■ **Provided data**:
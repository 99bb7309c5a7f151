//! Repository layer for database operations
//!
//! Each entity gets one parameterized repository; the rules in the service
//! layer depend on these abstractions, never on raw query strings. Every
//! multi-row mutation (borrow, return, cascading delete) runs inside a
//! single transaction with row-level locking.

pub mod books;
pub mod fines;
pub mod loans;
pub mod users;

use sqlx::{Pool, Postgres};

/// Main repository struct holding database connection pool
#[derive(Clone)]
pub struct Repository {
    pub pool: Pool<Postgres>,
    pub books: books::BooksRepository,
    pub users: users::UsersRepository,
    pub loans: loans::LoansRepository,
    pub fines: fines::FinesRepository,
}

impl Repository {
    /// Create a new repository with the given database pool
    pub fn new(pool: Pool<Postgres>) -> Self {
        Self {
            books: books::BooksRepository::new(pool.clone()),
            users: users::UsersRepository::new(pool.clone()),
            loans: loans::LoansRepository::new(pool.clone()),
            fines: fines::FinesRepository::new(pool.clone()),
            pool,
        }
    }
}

--

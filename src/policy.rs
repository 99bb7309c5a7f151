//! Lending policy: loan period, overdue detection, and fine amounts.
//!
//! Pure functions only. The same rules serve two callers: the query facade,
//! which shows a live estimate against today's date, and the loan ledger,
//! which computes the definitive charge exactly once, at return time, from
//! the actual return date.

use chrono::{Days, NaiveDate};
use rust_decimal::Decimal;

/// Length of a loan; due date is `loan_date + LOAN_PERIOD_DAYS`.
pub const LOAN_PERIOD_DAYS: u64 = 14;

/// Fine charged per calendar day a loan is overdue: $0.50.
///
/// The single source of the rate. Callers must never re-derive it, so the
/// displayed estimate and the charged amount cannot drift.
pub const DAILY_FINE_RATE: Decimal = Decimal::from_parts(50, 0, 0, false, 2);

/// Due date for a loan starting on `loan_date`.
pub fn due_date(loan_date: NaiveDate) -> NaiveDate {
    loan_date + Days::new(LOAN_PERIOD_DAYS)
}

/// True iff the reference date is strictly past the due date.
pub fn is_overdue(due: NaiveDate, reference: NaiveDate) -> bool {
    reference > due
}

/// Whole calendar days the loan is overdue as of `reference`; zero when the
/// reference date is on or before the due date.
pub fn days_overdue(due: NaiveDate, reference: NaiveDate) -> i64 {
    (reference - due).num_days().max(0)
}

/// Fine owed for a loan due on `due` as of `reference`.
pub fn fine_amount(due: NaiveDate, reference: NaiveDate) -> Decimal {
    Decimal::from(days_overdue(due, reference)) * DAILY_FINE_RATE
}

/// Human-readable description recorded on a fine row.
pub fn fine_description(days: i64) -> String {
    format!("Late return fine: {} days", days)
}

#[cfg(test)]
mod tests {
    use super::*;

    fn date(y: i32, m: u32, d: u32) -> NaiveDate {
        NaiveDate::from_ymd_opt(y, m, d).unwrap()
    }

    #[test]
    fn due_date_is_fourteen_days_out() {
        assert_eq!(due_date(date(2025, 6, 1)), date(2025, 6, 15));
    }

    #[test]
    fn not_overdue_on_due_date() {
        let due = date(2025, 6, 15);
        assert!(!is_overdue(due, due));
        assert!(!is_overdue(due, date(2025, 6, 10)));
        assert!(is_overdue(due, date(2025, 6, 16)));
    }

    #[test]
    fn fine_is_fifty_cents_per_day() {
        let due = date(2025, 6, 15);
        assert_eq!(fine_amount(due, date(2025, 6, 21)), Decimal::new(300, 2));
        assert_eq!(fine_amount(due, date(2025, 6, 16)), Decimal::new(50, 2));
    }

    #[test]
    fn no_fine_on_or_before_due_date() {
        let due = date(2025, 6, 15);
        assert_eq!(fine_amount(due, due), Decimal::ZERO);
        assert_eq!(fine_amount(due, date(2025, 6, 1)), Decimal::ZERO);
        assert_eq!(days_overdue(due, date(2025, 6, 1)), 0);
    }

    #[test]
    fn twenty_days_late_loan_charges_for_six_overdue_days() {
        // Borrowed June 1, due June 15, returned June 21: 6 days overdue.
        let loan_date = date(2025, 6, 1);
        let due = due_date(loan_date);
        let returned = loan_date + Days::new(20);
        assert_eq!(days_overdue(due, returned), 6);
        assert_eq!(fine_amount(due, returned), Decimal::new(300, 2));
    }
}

--

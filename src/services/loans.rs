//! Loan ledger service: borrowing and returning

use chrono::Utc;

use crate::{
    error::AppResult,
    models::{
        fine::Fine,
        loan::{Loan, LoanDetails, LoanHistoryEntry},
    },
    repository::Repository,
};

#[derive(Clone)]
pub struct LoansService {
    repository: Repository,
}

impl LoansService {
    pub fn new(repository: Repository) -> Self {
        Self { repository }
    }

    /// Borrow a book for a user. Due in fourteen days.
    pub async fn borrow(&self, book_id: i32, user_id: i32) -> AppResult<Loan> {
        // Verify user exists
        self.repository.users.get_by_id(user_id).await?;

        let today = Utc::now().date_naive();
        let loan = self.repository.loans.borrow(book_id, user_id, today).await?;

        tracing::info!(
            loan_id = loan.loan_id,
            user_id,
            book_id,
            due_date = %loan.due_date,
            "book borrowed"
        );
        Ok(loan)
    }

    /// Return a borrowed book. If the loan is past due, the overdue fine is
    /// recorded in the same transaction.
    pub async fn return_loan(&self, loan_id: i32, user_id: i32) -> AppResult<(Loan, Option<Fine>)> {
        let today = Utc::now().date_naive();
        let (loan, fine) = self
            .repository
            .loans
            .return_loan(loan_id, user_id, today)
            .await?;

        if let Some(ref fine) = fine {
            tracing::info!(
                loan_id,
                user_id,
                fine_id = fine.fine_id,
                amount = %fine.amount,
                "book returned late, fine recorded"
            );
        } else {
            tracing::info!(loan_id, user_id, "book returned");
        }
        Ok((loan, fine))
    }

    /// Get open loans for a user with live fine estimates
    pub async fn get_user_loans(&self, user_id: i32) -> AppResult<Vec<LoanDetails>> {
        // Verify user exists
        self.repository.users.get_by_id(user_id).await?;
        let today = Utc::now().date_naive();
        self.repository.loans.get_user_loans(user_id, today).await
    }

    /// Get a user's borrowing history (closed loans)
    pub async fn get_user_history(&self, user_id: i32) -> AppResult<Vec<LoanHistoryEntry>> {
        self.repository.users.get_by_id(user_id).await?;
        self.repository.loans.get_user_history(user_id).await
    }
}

■ **The task**: Look through the entries above; copy every line holding the string "same".

■ **Written response**:
//! Pure functions only. The same rules serve two callers: the query facade,
    /// recorded in the same transaction.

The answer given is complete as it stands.